Bill 102 and Its Impact on the Watercourses Act
Over the last years, the Québec government has undertaken an extensive reform of the Environment Quality Act (hereafter the “EQA”), first in June 2015, by tabling the Green Paper to modernize the environmental authorization scheme under the EQA, followed by Bill 102 in June 2016. Entitled “An Act to amend the Environment Quality Act to modernize the environmental authorization scheme and to amend other legislative provisions, in particular to reform the governance of the Green Fund”, Bill 102 was almost unanimously1 adopted by the National Assembly on March 23, 2017.
With over four hundred sections to analyze, it is the largest reform of the EQA since it was adopted in 1972.
Bill 102’s objective is to equip Quebec with a clearer, more predictable and more effective scheme, while maintaining the strictest requirements with respect to environmental protection, and amends in particular the Watercourses Act2 (hereafter the “WA”), the environmental authorization scheme, access to information and Green Fund governance.
Concession of land and public rights by the legislature
Under the former scheme, a business that wanted to use hydraulic power (for the purposes of hydroelectric production) had to lease the hydraulic power vested in the domain of the Quebec State and thus obtain a concession of the land or the public rights, in accordance with sections 3 and 63 WA. The Quebec government then had to adopt a decree authorizing the minister responsible3 to lease the land and natural hydraulic power vested in the domain of the State, and permitting the catchment of water.
Bill 102 alleviates the process for leasing hydraulic power and the concession of lands or public rights by authorizing the minister responsible to grant or issue a public right in this regard directly, without the need for a government decree.
Elimination of the double authorization scheme
Bill 102 amends the WA to remove the obvious duplication and double government authorization scheme.
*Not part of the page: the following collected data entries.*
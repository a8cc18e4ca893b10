// Domain layer - Core types shared by every other layer
pub mod chart;
pub mod forecast;
pub mod meta;
pub mod notification;
pub mod time;
pub mod tunnel;
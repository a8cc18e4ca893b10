// In-memory chart that publishes every change to stream subscribers
use crate::application::chart_surface::ChartSurface;
use crate::application::lock;
use crate::domain::chart::{ChartUpdate, SeriesBatch, SeriesKind, SeriesPoints};
use crate::infrastructure::config::ChartConfig;
use serde_json::{Value, json};
use std::sync::Mutex;
use tokio::sync::broadcast;

const UPDATE_CHANNEL_CAPACITY: usize = 256;

#[derive(Debug, Default)]
struct ChartState {
    title: String,
    series: [SeriesPoints; 2],
}

pub struct BroadcastChart {
    config: ChartConfig,
    state: Mutex<ChartState>,
    tx: broadcast::Sender<ChartUpdate>,
}

impl BroadcastChart {
    pub fn new(config: ChartConfig) -> Self {
        let (tx, _) = broadcast::channel(UPDATE_CHANNEL_CAPACITY);
        Self {
            config,
            state: Mutex::new(ChartState::default()),
            tx,
        }
    }

    /// Apply `mutate` and publish `update` under one lock so subscribers never miss or double-apply it
    fn apply(&self, update: ChartUpdate, mutate: impl FnOnce(&mut ChartState)) {
        let mut state = lock(&self.state);
        mutate(&mut state);
        // No receivers is fine
        let _ = self.tx.send(update);
    }

    /// Full figure as `{ data, layout, config }`
    pub fn figure(&self) -> Value {
        let state = lock(&self.state);
        self.render(&state)
    }

    /// Current figure plus a receiver positioned right after it
    pub fn subscribe(&self) -> (Value, broadcast::Receiver<ChartUpdate>) {
        let state = lock(&self.state);
        (self.render(&state), self.tx.subscribe())
    }

    #[cfg(test)]
    pub fn series(&self, kind: SeriesKind) -> SeriesPoints {
        lock(&self.state).series[kind.index()].clone()
    }

    fn render(&self, state: &ChartState) -> Value {
        let colors = [&self.config.actuals_color, &self.config.predictions_color];
        let data: Vec<Value> = SeriesKind::ALL
            .iter()
            .map(|kind| {
                let points = &state.series[kind.index()];
                json!({
                    "x": points.x(),
                    "y": points.y(),
                    "mode": "lines",
                    "name": kind.name(),
                    "line": { "color": colors[kind.index()] },
                })
            })
            .collect();

        let mut yaxis = json!({
            "title": self.config.y_axis_title,
            "gridcolor": self.config.grid_color,
        });
        if let Some(range) = self.config.y_range() {
            yaxis["range"] = json!(range);
        }

        json!({
            "data": data,
            "layout": {
                "autosize": true,
                "hovermode": "closest",
                "title": state.title,
                "plot_bgcolor": self.config.plot_bgcolor,
                "xaxis": {
                    "title": self.config.x_axis_title,
                    "gridcolor": self.config.grid_color,
                },
                "yaxis": yaxis,
            },
            "config": {
                "responsive": true,
                "showTips": false,
            },
        })
    }
}

impl ChartSurface for BroadcastChart {
    fn replace(&self, batches: Vec<SeriesBatch>) {
        let applied = batches.clone();
        self.apply(ChartUpdate::Replace { batches }, move |state| {
            for batch in applied {
                state.series[batch.series.index()] = batch.points;
            }
        });
    }

    fn append(&self, batches: Vec<SeriesBatch>) {
        let applied = batches.clone();
        self.apply(ChartUpdate::Append { batches }, move |state| {
            for batch in applied {
                state.series[batch.series.index()].extend(batch.points);
            }
        });
    }

    fn resize(&self) {
        self.apply(ChartUpdate::Relayout { autosize: true }, |_| {});
    }

    fn set_title(&self, title: &str) {
        let owned = title.to_string();
        self.apply(
            ChartUpdate::Title {
                title: title.to_string(),
            },
            move |state| state.title = owned,
        );
    }
}
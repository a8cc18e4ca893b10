// Stream metadata describing the queryable window and model window sizes
use super::time::LocalTimestamp;
use serde::{Deserialize, Serialize};

#[derive(Debug, Clone, PartialEq, Serialize, Deserialize)]
pub struct StreamMeta {
    pub timestamp_start: LocalTimestamp,
    pub timestamp_end: LocalTimestamp,
    pub earliest_predict_start: LocalTimestamp,
    /// Historical input steps consumed by one prediction
    pub n_steps: usize,
    /// Future steps produced by one prediction
    pub n_horizon: usize,
}

impl StreamMeta {
    /// Check `timestamp_start <= earliest_predict_start <= timestamp_end`
    pub fn validate(&self) -> Result<(), String> {
        if self.timestamp_start > self.earliest_predict_start {
            return Err(format!(
                "earliest_predict_start {} precedes timestamp_start {}",
                self.earliest_predict_start, self.timestamp_start
            ));
        }
        if self.earliest_predict_start > self.timestamp_end {
            return Err(format!(
                "earliest_predict_start {} is after timestamp_end {}",
                self.earliest_predict_start, self.timestamp_end
            ));
        }
        Ok(())
    }

    /// Input points already on the chart from the previous prediction
    pub fn history_overlap(&self) -> usize {
        self.n_steps.saturating_sub(self.n_horizon)
    }
}

#[cfg(test)]
mod tests {
    use super::*;

    fn meta(start: &str, earliest: &str, end: &str) -> StreamMeta {
        StreamMeta {
            timestamp_start: start.parse().unwrap(),
            timestamp_end: end.parse().unwrap(),
            earliest_predict_start: earliest.parse().unwrap(),
            n_steps: 24,
            n_horizon: 6,
        }
    }

    #[test]
    fn test_deserialize_service_payload() {
        let json = r#"{
            "timestamp_start": "2023-01-01T00:00:00",
            "timestamp_end": "2023-01-10T00:00:00",
            "earliest_predict_start": "2023-01-02T00:00:00",
            "n_steps": 72,
            "n_horizon": 36
        }"#;
        let meta: StreamMeta = serde_json::from_str(json).unwrap();
        assert_eq!(meta.earliest_predict_start.to_string(), "2023-01-02T00:00");
        assert_eq!(meta.history_overlap(), 36);
        assert!(meta.validate().is_ok());
    }

    #[test]
    fn test_validate_ordering() {
        assert!(meta("2023-01-01T00:00", "2023-01-01T00:00", "2023-01-01T00:00").validate().is_ok());
        assert!(meta("2023-01-02T00:00", "2023-01-01T00:00", "2023-01-10T00:00").validate().is_err());
        assert!(meta("2023-01-01T00:00", "2023-01-11T00:00", "2023-01-10T00:00").validate().is_err());
    }

    #[test]
    fn test_overlap_saturates() {
        let mut m = meta("2023-01-01T00:00", "2023-01-02T00:00", "2023-01-10T00:00");
        m.n_steps = 4;
        m.n_horizon = 6;
        assert_eq!(m.history_overlap(), 0);
    }
}
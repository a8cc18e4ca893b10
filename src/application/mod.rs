// Application layer - Use cases and the seams they depend on
pub mod chart_surface;
pub mod controller;
pub mod error;
pub mod forecast_api;
pub mod predict_all;
pub mod view_state;

#[cfg(test)]
pub mod test_support;

use std::sync::{Mutex, MutexGuard};

/// Lock a mutex, recovering the data if a previous holder panicked
pub(crate) fn lock<T>(mutex: &Mutex<T>) -> MutexGuard<'_, T> {
    mutex.lock().unwrap_or_else(|poisoned| poisoned.into_inner())
}
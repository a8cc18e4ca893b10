// HTTP response utilities for JSON bodies with optional Brotli encoding
use async_compression::tokio::bufread::BrotliEncoder;
use axum::{
    body::Body,
    http::{HeaderMap, HeaderValue, Response, StatusCode, header},
};
use serde::Serialize;
use tokio::io::AsyncReadExt;

/// Whether the client advertised Brotli in `Accept-Encoding`
pub fn accepts_brotli(headers: &HeaderMap) -> bool {
    headers
        .get(header::ACCEPT_ENCODING)
        .and_then(|v| v.to_str().ok())
        .map(|s| s.split(',').any(|enc| enc.trim().starts_with("br")))
        .unwrap_or(false)
}

/// Serialize `data` to JSON, Brotli-compressed when `compress` is set
pub async fn json_response<T: Serialize>(
    data: &T,
    compress: bool,
) -> Result<Response<Body>, StatusCode> {
    let json_bytes = serde_json::to_vec(data).map_err(|e| {
        tracing::error!("JSON serialization error: {}", e);
        StatusCode::INTERNAL_SERVER_ERROR
    })?;

    let (body_bytes, content_encoding) = if compress {
        let mut encoder = BrotliEncoder::new(std::io::Cursor::new(json_bytes.as_slice()));
        let mut compressed = Vec::new();
        encoder.read_to_end(&mut compressed).await.map_err(|e| {
            tracing::error!("Brotli compression error: {}", e);
            StatusCode::INTERNAL_SERVER_ERROR
        })?;
        tracing::debug!(
            "Compressed figure: {} -> {} bytes",
            json_bytes.len(),
            compressed.len()
        );
        (compressed, Some("br"))
    } else {
        (json_bytes, None)
    };

    let mut response_builder = Response::builder()
        .status(StatusCode::OK)
        .header(header::CONTENT_TYPE, "application/json")
        .header(header::CONTENT_LENGTH, HeaderValue::from(body_bytes.len()));

    if let Some(encoding) = content_encoding {
        response_builder = response_builder.header(header::CONTENT_ENCODING, encoding);
    }

    response_builder.body(Body::from(body_bytes)).map_err(|e| {
        tracing::error!("Response build error: {}", e);
        StatusCode::INTERNAL_SERVER_ERROR
    })
}

#[cfg(test)]
mod tests {
    use super::*;
    use async_compression::tokio::bufread::BrotliDecoder;
    use serde_json::json;

    async fn body_bytes(response: Response<Body>) -> Vec<u8> {
        axum::body::to_bytes(response.into_body(), usize::MAX)
            .await
            .unwrap()
            .to_vec()
    }

    #[test]
    fn test_accepts_brotli() {
        let mut headers = HeaderMap::new();
        assert!(!accepts_brotli(&headers));
        headers.insert(header::ACCEPT_ENCODING, HeaderValue::from_static("gzip, deflate, br"));
        assert!(accepts_brotli(&headers));
        headers.insert(header::ACCEPT_ENCODING, HeaderValue::from_static("gzip"));
        assert!(!accepts_brotli(&headers));
    }

    #[tokio::test]
    async fn test_plain_json() {
        let response = json_response(&json!({ "ok": true }), false).await.unwrap();
        assert!(response.headers().get(header::CONTENT_ENCODING).is_none());
        assert_eq!(body_bytes(response).await, br#"{"ok":true}"#.to_vec());
    }

    #[tokio::test]
    async fn test_brotli_json_decodes() {
        let value = json!({ "data": [1, 2, 3] });
        let response = json_response(&value, true).await.unwrap();
        assert_eq!(response.headers()[header::CONTENT_ENCODING], "br");

        let compressed = body_bytes(response).await;
        let mut decoder = BrotliDecoder::new(std::io::Cursor::new(compressed.as_slice()));
        let mut decoded = Vec::new();
        decoder.read_to_end(&mut decoded).await.unwrap();
        assert_eq!(serde_json::from_slice::<serde_json::Value>(&decoded).unwrap(), value);
    }
}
Note that under sections 33 and 34 of the WA, the work operator had to obtain government approval of the plans and specifications before undertaking any construction, execution or maintenance. Such an obligation also existed under the Dam Safety Act (hereafter the “DSA”).
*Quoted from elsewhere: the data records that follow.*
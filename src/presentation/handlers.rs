// HTTP request handlers
use crate::application::controller::InputUpdate;
use crate::application::error::DashboardError;
use crate::domain::tunnel::Tunnel;
use crate::infrastructure::chunked_json::stream_chart;
use crate::infrastructure::http_response::{accepts_brotli, json_response};
use crate::presentation::app_state::AppState;
use axum::{
    Json,
    extract::State,
    http::{HeaderMap, StatusCode},
    response::{IntoResponse, Response},
};
use serde::Deserialize;
use std::sync::Arc;

#[derive(Deserialize)]
pub struct TunnelSelection {
    pub tunnel: Tunnel,
}

fn status_for(error: &DashboardError) -> StatusCode {
    if error.is_upstream() {
        StatusCode::BAD_GATEWAY
    } else {
        StatusCode::UNPROCESSABLE_ENTITY
    }
}

/// Answer an action with the current view, using the error status on failure
fn view_response<T>(state: &AppState, result: Result<T, DashboardError>) -> Response {
    let snapshot = state.controller.snapshot();
    match result {
        Ok(_) => Json(snapshot).into_response(),
        Err(e) => (status_for(&e), Json(snapshot)).into_response(),
    }
}

/// Health check endpoint
pub async fn health_check() -> &'static str {
    "ok"
}

pub async fn get_state(State(state): State<Arc<AppState>>) -> impl IntoResponse {
    Json(state.controller.snapshot())
}

pub async fn reload_meta(State(state): State<Arc<AppState>>) -> Response {
    let result = state.controller.reload_meta().await;
    view_response(&state, result)
}

pub async fn select_tunnel(
    State(state): State<Arc<AppState>>,
    Json(selection): Json<TunnelSelection>,
) -> Response {
    state.controller.select_tunnel(selection.tunnel);
    view_response(&state, Ok(()))
}

pub async fn update_inputs(
    State(state): State<Arc<AppState>>,
    Json(update): Json<InputUpdate>,
) -> Response {
    state.controller.set_inputs(update);
    view_response(&state, Ok(()))
}

pub async fn fetch(State(state): State<Arc<AppState>>) -> Response {
    let result = state.controller.fetch_range().await;
    view_response(&state, result)
}

pub async fn predict(State(state): State<Arc<AppState>>) -> Response {
    let result = state.controller.predict_once().await;
    view_response(&state, result)
}

/// Start predict-all, or pause it when already running. While a paused run is
/// still finishing nothing starts and the snapshot reports `stopping`.
pub async fn predict_all(State(state): State<Arc<AppState>>) -> Response {
    let result = state.controller.toggle_predict_all();
    view_response(&state, result)
}

pub async fn next_day(State(state): State<Arc<AppState>>) -> Response {
    let result = state.controller.step_day();
    view_response(&state, result)
}

pub async fn shuffle(State(state): State<Arc<AppState>>) -> Response {
    let result = state.controller.randomize_time();
    view_response(&state, result)
}

pub async fn dismiss_notification(State(state): State<Arc<AppState>>) -> Response {
    state.controller.dismiss_notification();
    view_response(&state, Ok(()))
}

/// Full chart figure
pub async fn chart_figure(headers: HeaderMap, State(state): State<Arc<AppState>>) -> Response {
    let figure = state.chart.figure();
    match json_response(&figure, accepts_brotli(&headers)).await {
        Ok(response) => response,
        Err(status) => status.into_response(),
    }
}

/// Stream chart updates as NDJSON
pub async fn chart_stream(State(state): State<Arc<AppState>>) -> impl IntoResponse {
    stream_chart(state.chart.clone())
}

pub async fn resize_chart(State(state): State<Arc<AppState>>) -> StatusCode {
    state.controller.resize();
    StatusCode::NO_CONTENT
}

#[cfg(test)]
mod tests {
    use super::*;
    use crate::application::controller::{ControllerSettings, InteractionController};
    use crate::application::error::Endpoint;
    use crate::application::test_support::{
        FakeForecastApi, InstantDelay, fetch_response, sample_meta,
    };
    use crate::infrastructure::broadcast_chart::BroadcastChart;
    use crate::infrastructure::config::ChartConfig;
    use axum::http::{HeaderValue, header};
    use serde_json::Value;

    async fn app(meta_loaded: bool) -> (Arc<FakeForecastApi>, Arc<AppState>) {
        let api = Arc::new(FakeForecastApi::new());
        let chart = Arc::new(BroadcastChart::new(ChartConfig::default()));
        let controller = Arc::new(InteractionController::new(
            api.clone(),
            chart.clone(),
            Arc::new(InstantDelay::new()),
            ControllerSettings::default(),
        ));
        if meta_loaded {
            api.push_meta(Ok(sample_meta()));
            controller.load_meta().await.unwrap();
        }
        (api, Arc::new(AppState { controller, chart }))
    }

    async fn json_body(response: Response) -> Value {
        let bytes = axum::body::to_bytes(response.into_body(), usize::MAX)
            .await
            .unwrap();
        serde_json::from_slice(&bytes).unwrap()
    }

    #[tokio::test]
    async fn test_fetch_success_returns_view() {
        let (api, state) = app(true).await;
        api.push_fetch(Ok(fetch_response("2023-01-01T00:00", 3)));

        let response = fetch(State(state.clone())).await;
        assert_eq!(response.status(), StatusCode::OK);
        let body = json_body(response).await;
        assert_eq!(body["controls"]["fetch"], "check-lg");
        assert_eq!(state.chart.figure()["data"][0]["y"], serde_json::json!([5.0, 6.0, 7.0]));
    }

    #[tokio::test]
    async fn test_fetch_upstream_failure_is_bad_gateway() {
        let (api, state) = app(true).await;
        api.push_fetch(Err(DashboardError::unavailable(Endpoint::Fetch, "HTTP 500")));

        let response = fetch(State(state)).await;
        assert_eq!(response.status(), StatusCode::BAD_GATEWAY);
        let body = json_body(response).await;
        assert_eq!(body["notification"]["level"], "danger");
        assert_eq!(body["notification"]["message"], "Unable to fetch data");
    }

    #[tokio::test]
    async fn test_actions_before_meta_are_unprocessable() {
        let (_, state) = app(false).await;

        let response = next_day(State(state.clone())).await;
        assert_eq!(response.status(), StatusCode::UNPROCESSABLE_ENTITY);

        let response = predict_all(State(state)).await;
        assert_eq!(response.status(), StatusCode::UNPROCESSABLE_ENTITY);
        let body = json_body(response).await;
        assert_eq!(body["controls"]["predict_all"]["label"], "Predict All");
        assert_eq!(body["meta"], Value::Null);
    }

    #[tokio::test]
    async fn test_select_tunnel_and_inputs() {
        let (_, state) = app(true).await;

        let response = select_tunnel(
            State(state.clone()),
            Json(TunnelSelection { tunnel: Tunnel::Wht }),
        )
        .await;
        let body = json_body(response).await;
        assert_eq!(body["tunnel"], "wht");
        assert_eq!(body["tunnel_name"], "Western Harbour Crossing");

        let update: InputUpdate =
            serde_json::from_str(r#"{"start_time": "2022-01-01T00:00", "show_actual": true}"#)
                .unwrap();
        let body = json_body(update_inputs(State(state), Json(update)).await).await;
        assert_eq!(body["start_time"]["value"], "2023-01-01T00:00");
        assert_eq!(body["show_actual"], true);
    }

    #[tokio::test]
    async fn test_chart_figure_honours_accept_encoding() {
        let (_, state) = app(false).await;
        let mut headers = HeaderMap::new();
        headers.insert(header::ACCEPT_ENCODING, HeaderValue::from_static("br"));

        let response = chart_figure(headers, State(state.clone())).await;
        assert_eq!(response.headers()[header::CONTENT_ENCODING], "br");

        let response = chart_figure(HeaderMap::new(), State(state)).await;
        let body = json_body(response).await;
        assert_eq!(body["layout"]["title"], "Cross-Harbour Tunnel");
    }

    #[tokio::test]
    async fn test_notification_dismissal() {
        let (api, state) = app(true).await;
        api.push_fetch(Err(DashboardError::unavailable(Endpoint::Fetch, "HTTP 500")));
        fetch(State(state.clone())).await;

        let body = json_body(dismiss_notification(State(state)).await).await;
        assert_eq!(body["notification"], Value::Null);
    }
}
Bill 102 finally eliminates the double authorization scheme created by the simultaneous application of the WA and the DSA. It restores a more logical situation with a simpler single authorization system for the interested parties.
Need for legal advice
Bill 102 completely amends Division X (ten) of the WA on “Emergency Recourses”. Now called “Orders”, this division includes the new section 83.1 WA which, in the first paragraph, authorizes the Minister of Sustainable Development, Environment and the Fight against Climate Change to:
“order an operator of any work to provide the Minister with legal advice as to the extent of the rights encumbering the land on which the work is located and the land that is or could be flooded as a result of the work”. [emphasis added]
The legal advice referred to in section 83.1 WA must necessarily be drafted by legal counsel, based on a location certificate issued by a land surveyor. The notion of “could be flooded”, a key element of this provision, is to be more precisely defined at a later date. Therefore, an operator of a work will not only have to prove that it holds the rights encumbering the land on which the work is located, but also on the land that is flooded or could be flooded as a result of the work.
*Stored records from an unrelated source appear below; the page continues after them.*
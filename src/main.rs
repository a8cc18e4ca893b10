// Main entry point - Dependency injection and server setup
mod application;
mod domain;
mod infrastructure;
mod presentation;

use std::{net::SocketAddr, sync::Arc};
use axum::{
    Router,
    routing::{delete, get, post, put},
};
use tower_http::trace::TraceLayer;
use tracing_subscriber::EnvFilter;

use crate::application::controller::InteractionController;
use crate::application::predict_all::TokioDelay;
use crate::infrastructure::broadcast_chart::BroadcastChart;
use crate::infrastructure::config::load_dashboard_config;
use crate::infrastructure::http_client::HttpForecastClient;
use crate::presentation::app_state::AppState;
use crate::presentation::handlers::{
    chart_figure, chart_stream, dismiss_notification, fetch, get_state, health_check, next_day,
    predict, predict_all, reload_meta, resize_chart, select_tunnel, shuffle, update_inputs,
};

#[tokio::main]
async fn main() -> anyhow::Result<()> {
    // Initialize tracing
    tracing_subscriber::fmt()
        .with_env_filter(
            EnvFilter::try_from_default_env().unwrap_or_else(|_| EnvFilter::new("info")),
        )
        .init();

    // Load configuration
    let config = load_dashboard_config()?;

    // Create the forecasting service client and chart (infrastructure layer)
    let api = Arc::new(HttpForecastClient::new(config.service.endpoint.clone()));
    let chart = Arc::new(BroadcastChart::new(config.chart.clone()));

    // Create the controller (application layer)
    let controller = Arc::new(InteractionController::new(
        api,
        chart.clone(),
        Arc::new(TokioDelay),
        config.controller_settings(),
    ));

    // Metadata can be reloaded later through /meta/reload
    if let Err(e) = controller.load_meta().await {
        tracing::warn!("Starting without metadata: {}", e);
    }

    let shutdown_controller = controller.clone();
    let state = Arc::new(AppState { controller, chart });

    // Build router (presentation layer)
    let router = Router::new()
        .route("/healthz", get(health_check))
        .route("/state", get(get_state))
        .route("/meta/reload", post(reload_meta))
        .route("/tunnel", post(select_tunnel))
        .route("/inputs", put(update_inputs))
        .route("/fetch", post(fetch))
        .route("/predict", post(predict))
        .route("/predict-all", post(predict_all))
        .route("/next-day", post(next_day))
        .route("/shuffle", post(shuffle))
        .route("/notification", delete(dismiss_notification))
        .route("/chart", get(chart_figure))
        .route("/chart/stream", get(chart_stream))
        .route("/chart/resize", post(resize_chart))
        .layer(TraceLayer::new_for_http())
        .with_state(state);

    // Start server
    let addr: SocketAddr = config.server.bind.parse()?;
    tracing::info!(
        "Starting tunnel forecast dashboard on {} (service {})",
        addr,
        config.service.endpoint
    );

    axum::serve(tokio::net::TcpListener::bind(addr).await?, router)
        .with_graceful_shutdown(shutdown_signal(shutdown_controller))
        .await?;

    Ok(())
}

/// Resolve on Ctrl-C once any predict-all task has stopped
async fn shutdown_signal(controller: Arc<InteractionController>) {
    if let Err(e) = tokio::signal::ctrl_c().await {
        tracing::error!("Failed to listen for shutdown signal: {}", e);
    }
    if controller.pause_predict_all() {
        tracing::info!("Waiting for predict-all to stop");
    }
    // A run paused earlier may still be finishing its last request
    controller.wait_predict_all().await;
}
//! Session lifetime management.
//!
//! Wraps a raw [`ToolchainSession`] with two guarantees the raw boundary does
//! not give: every boundary call lands in the session journal, and the
//! session is closed exactly once on every exit path. The scripted sessions
//! this replaces leaked toolchain-side locks whenever a build call raised;
//! [`with_session`] makes that impossible.

use std::path::{Path, PathBuf};

use crate::client::{Toolchain, ToolchainSession};
use crate::error::{ClientError, OrchestratorError};
use crate::journal::Journal;
use crate::models::{BuildStatus, Component, PlatformConfig};

/// An open, journaled session against the external toolchain.
///
/// Explicitly threaded through every call; never a process-wide singleton,
/// so multiple sequential sessions or test doubles can coexist.
pub struct Session {
    inner: Box<dyn ToolchainSession>,
    workspace: PathBuf,
    journal: Option<Journal>,
    closed: bool,
}

impl Session {
    /// Establish a session rooted at the given workspace path.
    pub fn open(
        toolchain: &dyn Toolchain,
        workspace: &Path,
        journal: Option<Journal>,
    ) -> Result<Session, ClientError> {
        if let Some(ref journal) = journal {
            journal.record_call(format!(
                "open_session(workspace=\"{}\")",
                workspace.display()
            ));
        }
        let inner = toolchain.open(workspace)?;
        log::info!("session opened: workspace {}", workspace.display());
        Ok(Session {
            inner,
            workspace: workspace.to_path_buf(),
            journal,
            closed: false,
        })
    }

    pub fn workspace(&self) -> &Path {
        &self.workspace
    }

    /// Register a new platform component in this workspace.
    pub fn create_platform_component(
        &mut self,
        config: &PlatformConfig,
    ) -> Result<Component, ClientError> {
        self.record(format!(
            "create_platform_component(name=\"{}\", hw_design=\"{}\", os=\"{}\", cpu=\"{}\", domain_name=\"{}\", generate_dtb={}, compiler=\"{}\")",
            config.name,
            config.hw_design,
            config.os,
            config.cpu,
            config.domain_name,
            config.generate_dtb,
            config.compiler,
        ));
        self.inner.create_platform_component(config)
    }

    /// Look up a previously created component by name.
    pub fn get_component(&mut self, name: &str) -> Result<Component, ClientError> {
        self.record(format!("get_component(name=\"{}\")", name));
        self.inner.get_component(name)
    }

    /// Build a component, blocking until the toolchain reports completion.
    /// Failure propagates as `ClientError::BuildFailure`.
    pub fn build(&mut self, component: &Component) -> Result<BuildStatus, ClientError> {
        self.record(format!("build(name=\"{}\")", component.name));
        match self.inner.build(component) {
            Ok(status) => {
                self.record(format!("# status: {}", status.diagnostics));
                Ok(status)
            }
            Err(e) => {
                self.record(format!("# status: FAILED: {}", e));
                Err(e)
            }
        }
    }

    /// Close the session, releasing toolchain-side locks and handles.
    pub fn close(mut self) -> Result<(), ClientError> {
        self.record("close_session()".to_string());
        self.closed = true;
        let result = self.inner.close();
        log::info!("session closed: workspace {}", self.workspace.display());
        result
    }

    fn record(&self, call: String) {
        if let Some(ref journal) = self.journal {
            journal.record_call(call);
        }
    }
}

impl Drop for Session {
    fn drop(&mut self) {
        if !self.closed {
            // Backstop for panics and early returns that bypassed close().
            self.record("close_session()  # implicit, session dropped".to_string());
            log::warn!(
                "session for {} dropped without explicit close; releasing",
                self.workspace.display()
            );
            let _ = self.inner.close();
        }
    }
}

/// Run `f` inside a session, closing it on every exit path.
///
/// If `f` fails, the session is still closed and `f`'s error wins; a
/// close failure after a successful `f` is reported.
pub fn with_session<T>(
    toolchain: &dyn Toolchain,
    workspace: &Path,
    journal: Option<Journal>,
    f: impl FnOnce(&mut Session) -> Result<T, OrchestratorError>,
) -> Result<T, OrchestratorError> {
    let mut session = Session::open(toolchain, workspace, journal)?;
    let result = f(&mut session);
    let close_result = session.close();
    match result {
        Ok(value) => {
            close_result?;
            Ok(value)
        }
        Err(e) => {
            if let Err(close_err) = close_result {
                log::warn!("session close failed after error: {}", close_err);
            }
            Err(e)
        }
    }
}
Furthermore, the power to issue orders granted by the new Division X has been substantially amended. It now allows “any interested person” to ask the Superior Court to order the demolition of any work constructed or operated “unlawfully”. For example, if a dam on public land has not been properly maintained, the municipality in which the dam is located could be “interested” in seeing it demolished. But the question that remains is that of the interest required to act. Can a group that is opposed in principle to a dam in a given area be granted the status of interested person?
Division X.1 entitled “Penal Provisions” has been added to the WA. It includes fifteen new sections and, according to the Parliamentary Committee, the penal division was added so that it would be consistent with the provisions of the EQA.4
In short, the adoption of Bill 102 certainly introduces several interesting elements, including the removal of the double authorization scheme that resulted from applying both the WA and the DSA, as well as authorizing the minister responsible to grant or issue a public right.
Other elements, however, have to be more clearly defined and soon, in particular the scope of the expression “could be flooded” in section 83.1 WA and the notion of “interested” party.
The adoption of Bill 102 has produced numerous legislative changes, particularly to the WA. To avoid any unwelcome surprises, don’t hesitate to contact one of our professionals to guide you during the process.
1 Vote: 96 “yeas”, three “nays” and no abstentions.
2 R.S.Q. c. R-13.
3 The Minister of Sustainable Development, Environment and the Fight against Climate Change and/or the Minister of Energy and Natural Resources.
4 Québec, National Assembly, Journal des débats. Parliamentary Committee, Committee on Transportation and the Environment, 1st Session, 41st Legis., 23 February 2017, “Clause-by-clause consideration of Bill 102, An Act to amend the Environment Quality Act to modernize the environmental authorization scheme and to amend other legislative provisions, in particular to reform the governance of the Green Fund”.